At first, Alex's version of English resembles an out-of-control garden hose turned on full-force and allowed to thrash away on a summer lawn. He's got a thesaurus and he'll be damned if he's not going to use it. After bragging about the number of girls who "want to be carnal" with him, and his propensity for "performing so many things that can spleen a mother," he explains his love for American-style culture: "I dig Negroes, particularly Michael Jackson. I dig to disseminate very much currency at famous nightclubs in Odessa." His youth and his mangled English at first make him seem simply naive, but that hides a native apprehension that, uninhibited by oversophisticated politesse, can be startling. "There were parts of it I did not understand," he writes of Jonathan's novel. "But I conjecture that this is because they were very Jewish, and only a Jewish person could understand something so Jewish. Is that why you think you are chosen by God, because only you can understand the funnies that you make about yourself?"
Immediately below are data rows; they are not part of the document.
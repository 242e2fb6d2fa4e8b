//! End-to-end tour of the coordinator: subscribers, typed emits, a work queue,
//! a circuit breaker and the event store.
//!
//! Run with: RUST_LOG=debug cargo run --example coordinator_demo

use std::sync::Arc;
use std::time::Duration;

use conduit_core::event::{ActivityEventData, TaskEventData, ToolEventData};
use conduit_core::{
    handler_fn, message_handler_fn, telemetry, CircuitBreakerConfig, ConduitError,
    CoordinatorConfig, EventCoordinator, EventType, Message, Subscriber, TOPIC_ALL, TOPIC_TASK,
};
use serde_json::json;
use tokio_util::sync::CancellationToken;
use tracing::info;

#[tokio::main]
async fn main() -> Result<(), Box<dyn std::error::Error + Send + Sync>> {
    telemetry::init_tracing()?;

    let config = CoordinatorConfig::from_env();
    let coordinator = EventCoordinator::new(config).await?;

    // Progress printer for task events
    let progress = handler_fn(|event| async move {
        info!(event_type = %event.event_type, data = ?event.data, "task update");
        Ok(())
    });
    coordinator
        .subscribe(TOPIC_TASK, Subscriber::new("progress", progress).with_priority(10))
        .await?;

    // Audit log on every topic, off the publisher's path
    let audit = handler_fn(|event| async move {
        info!(topic = %event.topic, id = %event.id, "audit");
        Ok(())
    });
    coordinator
        .subscribe(TOPIC_ALL, Subscriber::new("audit", audit).asynchronous())
        .await?;

    for step in 1..=3 {
        coordinator
            .emit_task_event(
                EventType::TaskProgress,
                TaskEventData {
                    task_id: "import-1".into(),
                    name: "import".into(),
                    status: Some("running".into()),
                    progress: Some(step as f64 / 3.0),
                    ..Default::default()
                },
            )
            .await?;
    }
    coordinator
        .emit_activity_event(
            EventType::ActivityLogged,
            ActivityEventData {
                message: "import finished".into(),
                level: Some("info".into()),
                ..Default::default()
            },
        )
        .await?;

    // Background work with retries
    coordinator.create_queue("thumbnails", 100)?;
    coordinator.register_worker(
        "thumbnails",
        message_handler_fn(|msg| async move {
            info!(payload = %msg.payload, attempt = msg.retries + 1, "rendering thumbnail");
            if msg.retries == 0 {
                return Err(ConduitError::handler("renderer warming up"));
            }
            Ok(())
        }),
    )?;
    for image in ["a.png", "b.png"] {
        coordinator
            .enqueue_message(Message::new("thumbnails", "render", json!({ "image": image })))
            .await?;
    }

    // Fault isolation around a flaky dependency
    let breaker = coordinator.get_circuit_breaker(
        "search-api",
        Some(CircuitBreakerConfig::default().with_max_failures(2)),
    );
    for attempt in 0..4 {
        let res = breaker
            .execute(|| async { Err::<(), _>(ConduitError::handler("search-api unreachable")) })
            .await;
        info!(attempt, outcome = ?res, "search call");
    }
    coordinator
        .emit_tool_event(
            EventType::ToolFailed,
            ToolEventData {
                tool_name: "search".into(),
                error: Some("circuit open".into()),
                ..Default::default()
            },
        )
        .await?;

    tokio::time::sleep(Duration::from_millis(1500)).await;

    // Replay what the store captured so far
    let replay = handler_fn(|event| async move {
        info!(id = %event.id, event_type = %event.event_type, "replayed");
        Ok(())
    });
    let replayed = coordinator
        .event_store()
        .replay(&CancellationToken::new(), replay.as_ref())
        .await?;
    info!(replayed, "replay finished");

    let metrics = coordinator.get_metrics().await.to_json()?;
    println!("{}", serde_json::to_string_pretty(&metrics)?);

    coordinator.shutdown(Duration::from_secs(5)).await?;
    Ok(())
}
If only the fictional Jonathan's novel were really that esoteric. The manuscript he sends to Alex is a tiresomely familiar thing, a folklorical saga of life in the shtetl of Trachimbrod, full of lusty villagers and their quasi-magical adventures. The Alex sections of the book feel utterly alive and teeter invigoratingly between hilarity and a terrible, creeping dread. By contrast, the Trachimbrod sections only remind the reader of other works -- rehashed Chagall and dime-store Garcia Marquez. There are some pretty passages here, but even these have a framed, almost twee quality. (And, in what seems to be an effort at earthiness, the story also strays into the simply gross, as when a male character with a withered arm uses it as a dildo to console all the widows in town.)
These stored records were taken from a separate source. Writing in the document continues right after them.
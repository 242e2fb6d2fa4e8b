use std::sync::atomic::{AtomicUsize, Ordering};
use std::sync::Arc;
use std::time::Duration;

use conduit_core::{
    CircuitBreaker, CircuitBreakerConfig, CircuitBreakerPool, CircuitState, ConduitError, Result,
};

fn config(max_failures: u32, reset: Duration) -> CircuitBreakerConfig {
    CircuitBreakerConfig::default()
        .with_max_failures(max_failures)
        .with_reset_timeout(reset)
}

async fn call(breaker: &CircuitBreaker, calls: &AtomicUsize, fail: bool) -> Result<u32> {
    breaker
        .execute(|| async {
            calls.fetch_add(1, Ordering::SeqCst);
            if fail {
                Err(ConduitError::handler("dependency down"))
            } else {
                Ok(42)
            }
        })
        .await
}

#[tokio::test]
async fn opens_after_max_failures_and_fails_fast() {
    let breaker = CircuitBreaker::new("payments", config(3, Duration::from_secs(60)));
    let calls = AtomicUsize::new(0);

    for _ in 0..3 {
        assert!(matches!(
            call(&breaker, &calls, true).await,
            Err(ConduitError::Handler(_))
        ));
    }
    assert_eq!(breaker.state().await, CircuitState::Open);
    assert_eq!(calls.load(Ordering::SeqCst), 3);

    let err = call(&breaker, &calls, false).await.unwrap_err();
    assert!(matches!(err, ConduitError::CircuitOpen(ref name) if name == "payments"));
    assert_eq!(calls.load(Ordering::SeqCst), 3, "fn must not run while open");

    let metrics = breaker.metrics().await;
    assert_eq!(metrics.rejected, 1);
    assert_eq!(metrics.failures_total, 3);
    assert_eq!(metrics.total_calls, 4);
    assert!(metrics.last_failure_at.is_some());
}

#[tokio::test(start_paused = true)]
async fn half_open_success_closes() -> Result<()> {
    let breaker = CircuitBreaker::new("search", config(2, Duration::from_secs(10)));
    let calls = AtomicUsize::new(0);
    let _ = call(&breaker, &calls, true).await;
    let _ = call(&breaker, &calls, true).await;
    assert_eq!(breaker.state().await, CircuitState::Open);

    tokio::time::advance(Duration::from_secs(5)).await;
    assert!(call(&breaker, &calls, false).await.is_err());

    tokio::time::advance(Duration::from_secs(6)).await;
    assert_eq!(call(&breaker, &calls, false).await?, 42);
    assert_eq!(breaker.state().await, CircuitState::Closed);
    assert_eq!(breaker.failures().await, 0);
    Ok(())
}

#[tokio::test(start_paused = true)]
async fn half_open_admits_one_trial_at_a_time() {
    let breaker = Arc::new(CircuitBreaker::new(
        "llm",
        config(1, Duration::from_millis(100)).with_call_timeout(None),
    ));
    let calls = AtomicUsize::new(0);
    let _ = call(&breaker, &calls, true).await;
    tokio::time::advance(Duration::from_millis(150)).await;

    let (release_tx, release_rx) = tokio::sync::oneshot::channel::<()>();
    let trial = {
        let breaker = Arc::clone(&breaker);
        tokio::spawn(async move {
            breaker
                .execute(|| async {
                    let _ = release_rx.await;
                    Ok(())
                })
                .await
        })
    };
    tokio::task::yield_now().await;
    assert_eq!(breaker.state().await, CircuitState::HalfOpen);

    // second caller while the trial is in flight
    assert!(matches!(
        call(&breaker, &calls, false).await,
        Err(ConduitError::CircuitOpen(_))
    ));

    release_tx.send(()).unwrap();
    trial.await.unwrap().unwrap();
    assert_eq!(breaker.state().await, CircuitState::Closed);
}

#[tokio::test]
async fn pool_get_or_create_is_memoized() {
    let pool = Arc::new(CircuitBreakerPool::new());
    let mut handles = Vec::new();
    for _ in 0..16 {
        let pool = Arc::clone(&pool);
        handles.push(tokio::spawn(async move {
            pool.get_or_create("shared", CircuitBreakerConfig::default())
        }));
    }
    let first = pool.get_or_create("shared", CircuitBreakerConfig::default());
    for h in handles {
        assert!(Arc::ptr_eq(&first, &h.await.unwrap()));
    }
    assert_eq!(pool.names(), vec!["shared"]);
}

#[tokio::test]
async fn pool_reset_all_closes_every_breaker() {
    let pool = CircuitBreakerPool::new();
    let calls = AtomicUsize::new(0);
    for name in ["a", "b"] {
        let breaker = pool.get_or_create(name, config(1, Duration::from_secs(60)));
        let _ = call(&breaker, &calls, true).await;
        assert_eq!(breaker.state().await, CircuitState::Open);
    }

    pool.reset_all().await;
    for m in pool.metrics().await {
        assert_eq!(m.state, CircuitState::Closed);
        assert_eq!(m.failures, 0);
    }

    assert!(pool.reset("missing").await.is_err());
    assert!(pool.remove("a").is_some());
    assert!(pool.get("a").is_none());
}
Ordinarily, this caveat would make "Everything is Illuminated" unrecommendable, but the Alex portions of the novel are so good that in the final calculation they far outbalance the book's weaknesses. (Plus you can skim the Trachimbrod sections without missing that much.) With Alex's grandfather (who keeps claiming he's blind and insists on bringing along a "seeing-eye bitch" obtained from "the home for forgetful dogs") as their driver, the two youths head into the Ukrainian countryside and the darkness of the past. Their burgeoning friendship and the way that history and chance keep the balance of power between them -- and their capacity to know each other -- in constant flux, make this feel like a story that, astonishingly enough, has never really been told before.
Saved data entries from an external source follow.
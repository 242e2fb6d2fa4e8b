//! Composition root wiring the bus, queue, breakers and store together.

use std::collections::HashMap;
use std::sync::Arc;
use std::time::Duration;

use async_trait::async_trait;
use serde::{Deserialize, Serialize};
use tokio::time::Instant;
use tracing::{error, info};

use crate::circuit_breaker::{
    CircuitBreaker, CircuitBreakerConfig, CircuitBreakerMetrics, CircuitBreakerPool,
};
use crate::config::CoordinatorConfig;
use crate::event::{
    ActivityEventData, AgentEventData, Event, EventData, EventType, SessionEventData,
    SystemEventData, TaskEventData, ToolEventData, WorkflowEventData, TOPIC_ACTIVITY, TOPIC_AGENT,
    TOPIC_ALL, TOPIC_SESSION, TOPIC_SYSTEM, TOPIC_TASK, TOPIC_TOOL, TOPIC_WORKFLOW,
};
use crate::event_bus::{BusMetrics, EventBus, EventHandler, Subscriber};
use crate::message::Message;
use crate::middleware::{
    DedupCache, DeduplicationMiddleware, LoggingMiddleware, Middleware, RecoveryMiddleware,
};
use crate::queue::{MessageHandler, MessageQueue, QueueMetrics};
use crate::store::{EventStore, StoreStats};
use crate::{ConduitError, Result};

/// Subscriber ID of the built-in persistence subscriber
pub const STORE_SUBSCRIBER_ID: &str = "event-store";

/// Aggregated metrics of every component
#[derive(Debug, Clone, Serialize, Deserialize)]
pub struct CoordinatorMetrics {
    pub event_bus: BusMetrics,
    pub message_queue: QueueMetrics,
    pub event_store: StoreStats,
    pub circuit_breakers: HashMap<String, CircuitBreakerMetrics>,
    pub dedup_entries: usize,
}

impl CoordinatorMetrics {
    /// The whole report as one JSON object
    pub fn to_json(&self) -> Result<serde_json::Value> {
        Ok(serde_json::to_value(self)?)
    }
}

// Persists every delivered event
struct StoreSubscriber {
    store: Arc<EventStore>,
}

#[async_trait]
impl EventHandler for StoreSubscriber {
    async fn handle(&self, event: Arc<Event>) -> Result<()> {
        self.store.store(Event::clone(&event)).await;
        Ok(())
    }
}

/// Owns the event infrastructure and exposes typed emission helpers
pub struct EventCoordinator {
    config: CoordinatorConfig,
    bus: Arc<EventBus>,
    queue: Arc<MessageQueue>,
    store: Arc<EventStore>,
    breakers: Arc<CircuitBreakerPool>,
    dedup: Arc<DedupCache>,
}

impl EventCoordinator {
    pub async fn new(config: CoordinatorConfig) -> Result<Self> {
        let bus = Arc::new(EventBus::new());
        let queue = Arc::new(MessageQueue::new(config.queue.clone()));
        let store = Arc::new(EventStore::new(config.store.clone()).await?);
        let breakers = Arc::new(CircuitBreakerPool::new());
        let dedup = Arc::new(DedupCache::new(config.dedup_window));

        bus.use_middleware(Arc::new(RecoveryMiddleware::new())).await;
        bus.use_middleware(Arc::new(LoggingMiddleware::new())).await;
        bus.use_middleware(Arc::new(DeduplicationMiddleware::new(Arc::clone(&dedup))))
            .await;

        if config.store.enabled {
            let persist = Arc::new(StoreSubscriber {
                store: Arc::clone(&store),
            });
            bus.subscribe(
                TOPIC_ALL,
                Subscriber::new(STORE_SUBSCRIBER_ID, persist)
                    .with_priority(-1)
                    .asynchronous(),
            )
            .await?;
        }

        info!(
            target: "coordinator",
            store_enabled = config.store.enabled,
            dedup_window_secs = config.dedup_window.as_secs(),
            "Event coordinator ready"
        );
        Ok(Self {
            config,
            bus,
            queue,
            store,
            breakers,
            dedup,
        })
    }

    pub fn config(&self) -> &CoordinatorConfig {
        &self.config
    }

    pub fn event_bus(&self) -> &Arc<EventBus> {
        &self.bus
    }

    pub fn message_queue(&self) -> &Arc<MessageQueue> {
        &self.queue
    }

    pub fn event_store(&self) -> &Arc<EventStore> {
        &self.store
    }

    pub fn breakers(&self) -> &Arc<CircuitBreakerPool> {
        &self.breakers
    }

    pub fn dedup_cache(&self) -> &Arc<DedupCache> {
        &self.dedup
    }

    // --- consumer interface ---

    pub async fn subscribe(&self, topic: &str, subscriber: Subscriber) -> Result<()> {
        self.bus.subscribe(topic, subscriber).await
    }

    pub async fn unsubscribe(&self, topic: &str, id: &str) -> Result<()> {
        self.bus.unsubscribe(topic, id).await
    }

    /// Append middleware after the built-in recovery, logging and dedup layers
    pub async fn use_middleware(&self, middleware: Arc<dyn Middleware>) {
        self.bus.use_middleware(middleware).await;
    }

    // --- producer interface ---

    /// Validate and publish an event on its topic, or its domain topic when unset
    pub async fn publish_event(&self, event: Event) -> Result<()> {
        event.validate()?;
        let topic = if event.topic.is_empty() {
            event.event_type.domain().topic().to_string()
        } else {
            event.topic.clone()
        };
        self.bus.publish(&topic, event).await
    }

    pub async fn emit_agent_event(
        &self,
        event_type: EventType,
        data: AgentEventData,
    ) -> Result<()> {
        self.emit(TOPIC_AGENT, event_type, data.into()).await
    }

    pub async fn emit_session_event(
        &self,
        event_type: EventType,
        data: SessionEventData,
    ) -> Result<()> {
        self.emit(TOPIC_SESSION, event_type, data.into()).await
    }

    pub async fn emit_task_event(&self, event_type: EventType, data: TaskEventData) -> Result<()> {
        self.emit(TOPIC_TASK, event_type, data.into()).await
    }

    pub async fn emit_activity_event(
        &self,
        event_type: EventType,
        data: ActivityEventData,
    ) -> Result<()> {
        self.emit(TOPIC_ACTIVITY, event_type, data.into()).await
    }

    pub async fn emit_tool_event(&self, event_type: EventType, data: ToolEventData) -> Result<()> {
        self.emit(TOPIC_TOOL, event_type, data.into()).await
    }

    pub async fn emit_workflow_event(
        &self,
        event_type: EventType,
        data: WorkflowEventData,
    ) -> Result<()> {
        self.emit(TOPIC_WORKFLOW, event_type, data.into()).await
    }

    pub async fn emit_system_event(
        &self,
        event_type: EventType,
        data: SystemEventData,
    ) -> Result<()> {
        self.emit(TOPIC_SYSTEM, event_type, data.into()).await
    }

    async fn emit(&self, topic: &str, event_type: EventType, data: EventData) -> Result<()> {
        let event = Event::new(event_type, data).with_topic(topic);
        self.publish_event(event).await
    }

    // --- background work interface ---

    pub fn create_queue(&self, name: &str, max_size: usize) -> Result<()> {
        self.queue.create_queue(name, max_size)
    }

    pub fn register_worker(
        &self,
        queue_name: &str,
        handler: Arc<dyn MessageHandler>,
    ) -> Result<String> {
        self.queue.register_worker(queue_name, handler)
    }

    pub async fn enqueue_message(&self, message: Message) -> Result<String> {
        self.queue.enqueue(message).await
    }

    // --- fault isolation interface ---

    /// Named breaker, created with `config` (or the coordinator default) on first use
    pub fn get_circuit_breaker(
        &self,
        name: &str,
        config: Option<CircuitBreakerConfig>,
    ) -> Arc<CircuitBreaker> {
        self.breakers
            .get_or_create(name, config.unwrap_or_else(|| self.config.breaker.clone()))
    }

    pub async fn get_metrics(&self) -> CoordinatorMetrics {
        let circuit_breakers = self
            .breakers
            .metrics()
            .await
            .into_iter()
            .map(|m| (m.name.clone(), m))
            .collect();
        CoordinatorMetrics {
            event_bus: self.bus.metrics().await,
            message_queue: self.queue.metrics().await,
            event_store: self.store.stats().await,
            circuit_breakers,
            dedup_entries: self.dedup.len(),
        }
    }

    /// Stop the queue, then the bus, then the store within one shared deadline.
    ///
    /// Every stage runs even when an earlier one fails; the failures come back
    /// together as [`ConduitError::Shutdown`].
    #[tracing::instrument(skip(self))]
    pub async fn shutdown(&self, timeout: Duration) -> Result<()> {
        info!(target: "coordinator", "Event coordinator shutting down");
        let deadline = Instant::now() + timeout;
        let remaining = || deadline.saturating_duration_since(Instant::now());

        let mut errors = Vec::new();
        if let Err(e) = self.queue.shutdown(remaining()).await {
            error!(target: "coordinator", error = %e, "Message queue shutdown failed");
            errors.push(e);
        }
        if let Err(e) = self.bus.shutdown(remaining()).await {
            error!(target: "coordinator", error = %e, "Event bus shutdown failed");
            errors.push(e);
        }
        if let Err(e) = self.store.shutdown(remaining()).await {
            error!(target: "coordinator", error = %e, "Event store shutdown failed");
            errors.push(e);
        }

        if errors.is_empty() {
            info!(target: "coordinator", "Event coordinator stopped");
            Ok(())
        } else {
            Err(ConduitError::Shutdown(errors))
        }
    }
}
Foer exquisitely executes the book's best jokes: the way that Jonathan's minor flaws -- his vanity, his American cluelessness, his tendency to patronize -- filter through Alex's admiring portrait of the young man he calls his "most premium friend" and "the hero." As the novel shades inexorably into the tragic mode, and as Alex comes to be a much better writer than Jonathan, with both a finer sense of truth and a more urgent understanding of the need for happy endings, his stumbling English incandesces into eloquence. And that alone is worth the price of admission.